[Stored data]
-------

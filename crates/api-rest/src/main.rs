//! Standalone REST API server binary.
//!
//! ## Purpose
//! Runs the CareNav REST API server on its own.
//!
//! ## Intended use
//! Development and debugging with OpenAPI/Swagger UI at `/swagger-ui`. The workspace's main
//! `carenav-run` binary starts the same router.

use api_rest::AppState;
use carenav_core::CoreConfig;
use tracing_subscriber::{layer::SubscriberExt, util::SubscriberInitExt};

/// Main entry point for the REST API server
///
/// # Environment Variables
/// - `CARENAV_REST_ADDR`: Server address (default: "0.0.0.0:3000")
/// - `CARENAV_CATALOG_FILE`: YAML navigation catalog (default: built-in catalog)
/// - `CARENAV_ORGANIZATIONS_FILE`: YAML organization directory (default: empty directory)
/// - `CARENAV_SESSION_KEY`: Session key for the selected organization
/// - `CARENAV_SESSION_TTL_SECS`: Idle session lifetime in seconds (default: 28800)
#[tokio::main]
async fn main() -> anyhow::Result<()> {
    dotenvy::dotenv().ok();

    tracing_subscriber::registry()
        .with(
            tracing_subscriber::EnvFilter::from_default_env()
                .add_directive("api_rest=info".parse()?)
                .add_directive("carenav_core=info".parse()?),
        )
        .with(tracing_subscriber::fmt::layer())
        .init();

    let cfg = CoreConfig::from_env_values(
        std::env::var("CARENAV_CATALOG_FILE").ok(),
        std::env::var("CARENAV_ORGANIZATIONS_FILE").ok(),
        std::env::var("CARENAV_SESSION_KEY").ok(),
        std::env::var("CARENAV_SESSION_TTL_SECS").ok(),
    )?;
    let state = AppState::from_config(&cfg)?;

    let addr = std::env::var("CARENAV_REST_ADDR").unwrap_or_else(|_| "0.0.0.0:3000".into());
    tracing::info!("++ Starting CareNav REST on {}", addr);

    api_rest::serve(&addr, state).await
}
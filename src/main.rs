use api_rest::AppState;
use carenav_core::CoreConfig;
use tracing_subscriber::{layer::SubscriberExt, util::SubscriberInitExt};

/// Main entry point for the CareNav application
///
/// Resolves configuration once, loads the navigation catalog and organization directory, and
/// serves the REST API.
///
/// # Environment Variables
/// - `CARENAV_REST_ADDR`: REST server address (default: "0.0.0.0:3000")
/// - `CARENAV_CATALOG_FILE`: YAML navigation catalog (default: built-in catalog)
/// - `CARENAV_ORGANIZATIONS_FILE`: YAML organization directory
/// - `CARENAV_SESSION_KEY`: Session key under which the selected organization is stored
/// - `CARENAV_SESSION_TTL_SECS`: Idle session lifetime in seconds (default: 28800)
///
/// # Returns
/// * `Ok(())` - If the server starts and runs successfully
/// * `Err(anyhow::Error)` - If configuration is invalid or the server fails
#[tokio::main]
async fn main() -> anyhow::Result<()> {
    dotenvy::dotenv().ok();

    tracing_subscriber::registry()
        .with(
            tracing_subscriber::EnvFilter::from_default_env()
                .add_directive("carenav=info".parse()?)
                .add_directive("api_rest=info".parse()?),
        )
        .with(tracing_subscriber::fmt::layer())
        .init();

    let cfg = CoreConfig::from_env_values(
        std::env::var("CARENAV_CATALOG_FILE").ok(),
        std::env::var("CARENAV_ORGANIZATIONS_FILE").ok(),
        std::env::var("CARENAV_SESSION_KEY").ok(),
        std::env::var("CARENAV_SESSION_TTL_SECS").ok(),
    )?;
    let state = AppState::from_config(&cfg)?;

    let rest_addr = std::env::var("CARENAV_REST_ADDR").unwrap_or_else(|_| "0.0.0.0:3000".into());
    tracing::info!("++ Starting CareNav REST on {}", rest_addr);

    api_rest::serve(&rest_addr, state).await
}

-------

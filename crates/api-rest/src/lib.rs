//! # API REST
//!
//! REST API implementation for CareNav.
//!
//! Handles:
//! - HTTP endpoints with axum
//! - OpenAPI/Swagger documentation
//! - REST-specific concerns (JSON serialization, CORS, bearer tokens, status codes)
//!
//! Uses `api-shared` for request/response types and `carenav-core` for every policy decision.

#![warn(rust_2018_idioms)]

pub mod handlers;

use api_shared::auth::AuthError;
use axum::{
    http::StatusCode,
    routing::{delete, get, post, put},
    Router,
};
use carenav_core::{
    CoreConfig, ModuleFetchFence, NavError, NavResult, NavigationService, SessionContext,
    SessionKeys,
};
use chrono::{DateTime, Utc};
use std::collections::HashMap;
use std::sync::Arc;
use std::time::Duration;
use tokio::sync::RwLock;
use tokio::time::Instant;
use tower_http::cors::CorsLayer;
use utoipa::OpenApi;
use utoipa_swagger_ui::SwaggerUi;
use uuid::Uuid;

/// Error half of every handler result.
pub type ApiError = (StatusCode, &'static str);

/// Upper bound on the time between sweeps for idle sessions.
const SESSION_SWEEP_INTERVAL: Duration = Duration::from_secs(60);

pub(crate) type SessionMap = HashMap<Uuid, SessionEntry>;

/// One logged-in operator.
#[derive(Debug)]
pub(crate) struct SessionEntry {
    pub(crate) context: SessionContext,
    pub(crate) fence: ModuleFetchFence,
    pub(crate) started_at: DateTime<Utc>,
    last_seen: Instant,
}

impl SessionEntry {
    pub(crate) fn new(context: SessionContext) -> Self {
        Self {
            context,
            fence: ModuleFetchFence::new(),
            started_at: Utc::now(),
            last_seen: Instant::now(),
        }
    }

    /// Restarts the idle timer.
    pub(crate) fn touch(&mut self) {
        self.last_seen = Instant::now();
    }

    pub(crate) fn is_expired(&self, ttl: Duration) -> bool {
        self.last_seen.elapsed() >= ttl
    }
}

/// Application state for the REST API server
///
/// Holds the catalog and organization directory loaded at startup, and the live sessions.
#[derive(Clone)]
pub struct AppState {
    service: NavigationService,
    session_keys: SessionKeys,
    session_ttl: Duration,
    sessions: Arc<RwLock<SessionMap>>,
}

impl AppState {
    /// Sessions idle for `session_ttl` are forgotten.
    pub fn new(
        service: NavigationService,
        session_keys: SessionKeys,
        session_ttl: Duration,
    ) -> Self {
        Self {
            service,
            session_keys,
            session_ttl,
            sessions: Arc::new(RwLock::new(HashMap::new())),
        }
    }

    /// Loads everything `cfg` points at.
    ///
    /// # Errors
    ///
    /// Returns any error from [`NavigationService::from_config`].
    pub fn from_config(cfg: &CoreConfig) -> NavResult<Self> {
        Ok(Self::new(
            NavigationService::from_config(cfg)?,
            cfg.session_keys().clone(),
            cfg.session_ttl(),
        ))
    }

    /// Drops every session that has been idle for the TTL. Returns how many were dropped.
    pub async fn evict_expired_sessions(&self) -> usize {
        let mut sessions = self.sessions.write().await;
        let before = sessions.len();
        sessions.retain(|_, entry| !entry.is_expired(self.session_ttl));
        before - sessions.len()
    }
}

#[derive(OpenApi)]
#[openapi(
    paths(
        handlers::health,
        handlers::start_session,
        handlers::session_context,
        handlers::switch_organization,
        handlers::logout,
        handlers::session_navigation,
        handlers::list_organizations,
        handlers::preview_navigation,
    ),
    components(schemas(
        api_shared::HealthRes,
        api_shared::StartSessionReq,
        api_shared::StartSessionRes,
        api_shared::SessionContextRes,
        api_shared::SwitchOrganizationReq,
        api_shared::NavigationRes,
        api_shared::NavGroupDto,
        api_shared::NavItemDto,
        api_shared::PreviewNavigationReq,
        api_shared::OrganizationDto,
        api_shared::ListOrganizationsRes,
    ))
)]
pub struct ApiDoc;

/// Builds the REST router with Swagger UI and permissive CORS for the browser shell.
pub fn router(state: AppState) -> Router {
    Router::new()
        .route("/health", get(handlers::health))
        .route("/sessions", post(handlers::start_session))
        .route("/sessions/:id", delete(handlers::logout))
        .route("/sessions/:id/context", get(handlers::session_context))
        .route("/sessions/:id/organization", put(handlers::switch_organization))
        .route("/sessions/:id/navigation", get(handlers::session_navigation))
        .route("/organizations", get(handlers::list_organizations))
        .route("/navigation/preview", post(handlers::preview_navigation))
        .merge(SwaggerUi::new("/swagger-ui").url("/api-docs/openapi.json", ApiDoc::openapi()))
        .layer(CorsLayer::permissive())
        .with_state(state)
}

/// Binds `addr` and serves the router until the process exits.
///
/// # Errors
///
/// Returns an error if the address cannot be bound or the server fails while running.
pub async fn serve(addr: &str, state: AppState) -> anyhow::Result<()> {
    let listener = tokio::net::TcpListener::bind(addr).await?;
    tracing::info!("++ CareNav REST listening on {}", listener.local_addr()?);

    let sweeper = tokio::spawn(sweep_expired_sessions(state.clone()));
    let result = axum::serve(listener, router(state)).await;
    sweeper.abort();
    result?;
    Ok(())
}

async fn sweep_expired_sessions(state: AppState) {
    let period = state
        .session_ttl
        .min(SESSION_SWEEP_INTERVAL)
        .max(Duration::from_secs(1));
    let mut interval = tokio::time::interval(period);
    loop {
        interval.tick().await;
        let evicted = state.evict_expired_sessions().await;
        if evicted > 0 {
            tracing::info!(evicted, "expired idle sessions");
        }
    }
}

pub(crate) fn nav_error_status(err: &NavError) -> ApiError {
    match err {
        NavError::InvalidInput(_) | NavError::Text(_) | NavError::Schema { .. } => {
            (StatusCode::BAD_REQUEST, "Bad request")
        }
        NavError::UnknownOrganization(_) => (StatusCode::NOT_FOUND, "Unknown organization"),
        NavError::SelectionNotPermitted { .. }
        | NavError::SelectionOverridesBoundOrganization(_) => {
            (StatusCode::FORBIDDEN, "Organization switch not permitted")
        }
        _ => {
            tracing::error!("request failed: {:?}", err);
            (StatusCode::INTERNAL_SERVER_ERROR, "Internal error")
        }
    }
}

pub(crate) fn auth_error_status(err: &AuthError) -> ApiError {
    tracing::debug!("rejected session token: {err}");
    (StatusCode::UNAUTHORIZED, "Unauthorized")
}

-------

- [Exercise instructions]
Determine which lines above include the word "period", and report those lines in full.

- [Answer for the task]
    let period = state
    let mut interval = tokio::time::interval(period);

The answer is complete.